In ancient India, a death row inmate was suddenly told before his execution that if he could carry a full bowl of water and walk one circle around the palace compound without spilling a single drop, the king would pardon him. The inmate agreed to take up the challenge.

As the news spread, many people gathered around the palace to watch the feat. The path around the palace was uneven, and the inmate had to go up and down many steps. The people shouted, “You'll drop it in three steps! Turn the corner, and the water will spill!”

But the inmate seemed not to hear them, he stared at the bowl of water and walked and walked before returning to his original spot. He had not spilled a single drop.

The crowd was happy, so was the king. He asked the inmate, “How did you manage not to spill a single drop?”

The inmate answered, “I was not carrying water, I was carrying my life!”

I see my education in prison today as a bowl of water. If a person gives up on learning, then he has given up on life. Life is an education, and education is life - these two are closely intertwined. How can you not care?


YONG VUI KONG, a Sabahan, was sentenced in November 2009 to death for drug trafficking. He was 19. On April 4, Yong lost his final appeal against a mandatory death sentence. He will be executed in three months unless he is granted clemency by Singapore's president.

Letter 8: I Like Mondays


Letter from death row: I like Mondays
Jun 10, 11 10:00am

Sabahan Yong Vui Kong, 21, is on death row in Singapore for drug trafficking. Malaysiakini is publishing Yong's final letters to Yetian, a member of the Save Vui Kong Campaign, in the next few weeks as he faces death.

Here is a story I've heard.

There was a young man who was sentenced to jail. For a long time, his family did not visit him. Whenever he saw the families of other inmates who brought food for their love ones, he felt bitter about his parents.

One day, the prison warden told him that someone had come to see him. When he went to the visitors room, he saw his mother - dirty, shoes broken, and her feet full of blisters. With her was an urn filled with ashes.

You see, this young man came from a poor family. His father was a farmer and their home many thousand miles from the prison.
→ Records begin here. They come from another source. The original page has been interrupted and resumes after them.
//! Concrete state handler functions and table builder.
//!
//! Each state is plain `fn` pointers. No state has an exit hook: every
//! entry action cuts the output and re-zeroes the knob itself.
//!
//! ```text
//!   MANUAL ──[bus: enter auto]──▶ AUTO
//!     ▲                             │
//!     └──[key | bus: leave auto]────┘
//!   (key in MANUAL: output off, knob re-zeroed, stays MANUAL)
//!     ▲
//!     └──[key]── FAULT ◀──[confirmed supply fault]── any state
//! ```

use log::{info, warn};

use super::context::SupervisorContext;
use super::{StateDescriptor, StateId};
use crate::app::commands::BusCommand;
use crate::app::ports::{KnobPort, OutputPort};
use crate::render::RenderRequest;

// ═══════════════════════════════════════════════════════════════════════════
//  Table builder
// ═══════════════════════════════════════════════════════════════════════════

/// Build the state table. Called once at startup.
pub fn build_state_table<K: KnobPort, O: OutputPort>() -> [StateDescriptor<K, O>; StateId::COUNT] {
    [
        // Index 0: Manual
        StateDescriptor {
            id: StateId::Manual,
            name: "Manual",
            on_enter: Some(manual_enter::<K, O>),
            on_update: manual_update::<K, O>,
        },
        // Index 1: Auto
        StateDescriptor {
            id: StateId::Auto,
            name: "Auto",
            on_enter: Some(auto_enter::<K, O>),
            on_update: auto_update::<K, O>,
        },
        // Index 2: Fault
        StateDescriptor {
            id: StateId::Fault,
            name: "Fault",
            on_enter: Some(fault_enter::<K, O>),
            on_update: fault_update::<K, O>,
        },
    ]
}

// ═══════════════════════════════════════════════════════════════════════════
//  MANUAL state: knob drives the transformer
// ═══════════════════════════════════════════════════════════════════════════

fn manual_enter<K: KnobPort, O: OutputPort>(ctx: &mut SupervisorContext<K, O>) {
    ctx.output.set_supply(true);
    ctx.output_off();
    ctx.knob.init();
    let request = RenderRequest::manual(&ctx.palette, ctx.knob.position());
    ctx.push_update(request);
    info!("MANUAL: knob control, output off");
}

fn manual_update<K: KnobPort, O: OutputPort>(ctx: &mut SupervisorContext<K, O>) -> Option<StateId> {
    // Stop key: cut output and re-zero the knob before sampling it, so the
    // same tick cannot re-apply the old level. Power returns only once the
    // knob leaves the notch again.
    if ctx.inputs.key_pressed {
        ctx.output_off();
        ctx.knob.init();
        let request = RenderRequest::manual(&ctx.palette, ctx.knob.position());
        ctx.push_update(request);
        info!("MANUAL: stop key, output off, knob re-zeroed");
    }

    ctx.knob.run(ctx.inputs.now_ms);
    if ctx.knob.has_changed() {
        let position = ctx.knob.position();
        ctx.output.set_power(position);
        ctx.push_update(RenderRequest::manual(&ctx.palette, position));
    }

    if ctx.received(BusCommand::EnterAuto) {
        return Some(StateId::Auto);
    }

    None
}

// ═══════════════════════════════════════════════════════════════════════════
//  AUTO state: bus drives the transformer
// ═══════════════════════════════════════════════════════════════════════════

fn auto_enter<K: KnobPort, O: OutputPort>(ctx: &mut SupervisorContext<K, O>) {
    ctx.output.set_supply(true);
    ctx.output_off();
    ctx.knob.init();
    let request = RenderRequest::auto(&ctx.palette, ctx.output.power());
    ctx.push_update(request);
    info!("AUTO: bus control, output off");
}

fn auto_update<K: KnobPort, O: OutputPort>(ctx: &mut SupervisorContext<K, O>) -> Option<StateId> {
    if ctx.inputs.key_pressed {
        info!("AUTO: key pressed, back to manual");
        return Some(StateId::Manual);
    }

    match ctx.inputs.command {
        Some(BusCommand::LeaveAuto) => return Some(StateId::Manual),
        Some(BusCommand::SetPower(power)) => {
            ctx.output.set_power(power);
            let applied = ctx.output.power();
            ctx.push_update(RenderRequest::auto(&ctx.palette, applied));
            info!("AUTO: power {} (requested {})", applied, power);
        }
        Some(BusCommand::EnterAuto) | None => {}
    }

    None
}

// ═══════════════════════════════════════════════════════════════════════════
//  FAULT state: supply off, latched until the operator acknowledges
// ═══════════════════════════════════════════════════════════════════════════

fn fault_enter<K: KnobPort, O: OutputPort>(ctx: &mut SupervisorContext<K, O>) {
    ctx.output.set_supply(false);
    ctx.output_off();
    ctx.knob.init();
    ctx.push_update(RenderRequest::Fault);
    warn!("FAULT: supply disabled, waiting for key");
}

fn fault_update<K: KnobPort, O: OutputPort>(ctx: &mut SupervisorContext<K, O>) -> Option<StateId> {
    if ctx.inputs.key_pressed {
        info!("FAULT: acknowledged by key");
        return Some(StateId::Manual);
    }

    None
}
In order to save enough money to come to see him, his father worked very hard - so hard that he died as a result.

His father's last wish was to see his son. His mother eventually decided to walk all the way to the prison. And she brought along his father's ashes.
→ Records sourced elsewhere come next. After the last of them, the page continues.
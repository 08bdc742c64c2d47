//! Integration tests for configuration loading into a running controller.

use crate::mock_hw::{MockIo, MockKnob, MockOutput, RecordingSink};

use trafoctl::adapters::config_file::JsonConfigFile;
use trafoctl::adapters::config_store::BlobConfigStore;
use trafoctl::app::ports::ConfigPort;
use trafoctl::app::service::Controller;
use trafoctl::config::ControllerConfig;
use trafoctl::error::{ConfigError, Error};
use trafoctl::fsm::StateId;
use trafoctl::render::channel::UpdateChannel;

fn leak() -> &'static UpdateChannel {
    Box::leak(Box::new(UpdateChannel::new()))
}

#[test]
fn json_file_configures_fault_dwell() {
    let dir = std::env::temp_dir().join(format!("trafoctl-it-{}", std::process::id()));
    std::fs::create_dir_all(&dir).unwrap();
    let file = JsonConfigFile::new(dir.join("dwell.json"));

    let mut config = ControllerConfig::default();
    config.fault.dwell_ms = 10;
    file.save(&config).unwrap();

    let loaded = file.load().unwrap();
    let mut ctl = Controller::new(loaded, MockKnob::default(), MockOutput::default(), leak()).unwrap();
    let mut sink = RecordingSink::default();
    let mut io = MockIo::new();
    ctl.start(&mut sink);

    io.supply_mv = 0;
    for t in 0..=10 {
        ctl.tick(t, &mut io, &mut sink);
    }
    assert_eq!(ctl.state(), StateId::Fault);
    let _ = std::fs::remove_file(file.path());
}

#[test]
fn hand_edited_invalid_file_is_rejected() {
    let dir = std::env::temp_dir().join(format!("trafoctl-it-{}", std::process::id()));
    std::fs::create_dir_all(&dir).unwrap();
    let path = dir.join("bad.json");

    let mut config = ControllerConfig::default();
    config.knob.max_encoder = 60;
    std::fs::write(&path, serde_json::to_string(&config).unwrap()).unwrap();

    let file = JsonConfigFile::new(&path);
    assert!(matches!(file.load(), Err(ConfigError::ValidationFailed(_))));
    let _ = std::fs::remove_file(&path);
}

#[test]
fn blob_store_feeds_controller() {
    let store = BlobConfigStore::new();
    let mut config = ControllerConfig::default();
    config.bus.enter_auto_id = 0x42;
    store.save(&config).unwrap();

    let mut ctl =
        Controller::new(store.load().unwrap(), MockKnob::default(), MockOutput::default(), leak())
            .unwrap();
    let mut sink = RecordingSink::default();
    let mut io = MockIo::new();
    ctl.start(&mut sink);
    io.send(0x42, &[]);
    ctl.tick(1, &mut io, &mut sink);
    assert_eq!(ctl.state(), StateId::Auto);
}

#[test]
fn controller_rejects_invalid_config() {
    let mut config = ControllerConfig::default();
    config.fault.threshold_mv = 0;
    let result = Controller::new(config, MockKnob::default(), MockOutput::default(), leak());
    assert!(matches!(
        result,
        Err(Error::Config(ConfigError::ValidationFailed(_)))
    ));
}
Here, in my prison, Monday is family visit day for death-row inmates.

My family also lives far away from here - in Sabah. Luckily, I have two brothers who work at a hotel in Singapore. Every Monday, they apply for leave so that they can visit me.

I heard from my brother that over the past few years, he often see another visitor - an old woman. She is slow in gait and her hair almost white. She comes to visit someone in prison, perhaps her son.

And my lawyer also told me of a death-row inmate's father, who wakes up at 3am every Monday to ride his motorbike across the Causeway so that he can see his son at dawn.

Thus, we are lucky death-row inmates.

Our last wish?

In fact, when we were consigned to the death row, what really was our wish? Allow me, as a death-row inmate, to tell you.

Our wish is to have the support from our family. This, I have. During the many days when I spend in prison, I have the company of both my brothers - Yun Leong and Yun Zhong. Because of that, our relationship has improved.

It is very difficult for me to express my feeling on how much I look forward to Mondays. To my family, I am very grateful. I must thus utilise my remaining days fruitfully - study hard and be a good man to repay all their gratitude.

But I know a lot of other death-row inmates do not have anyone to come and visit them, other than their lawyers. Even their lawyers only visit them once in a long period of time, especially those who are not Singaporean.

Maybe their family does not know that they are here - all locked-up and about to die. Maybe their situation is like the story of the young man I mentioned earlier. Maybe even if they are dead, their family will never know. I am greatly saddened by this.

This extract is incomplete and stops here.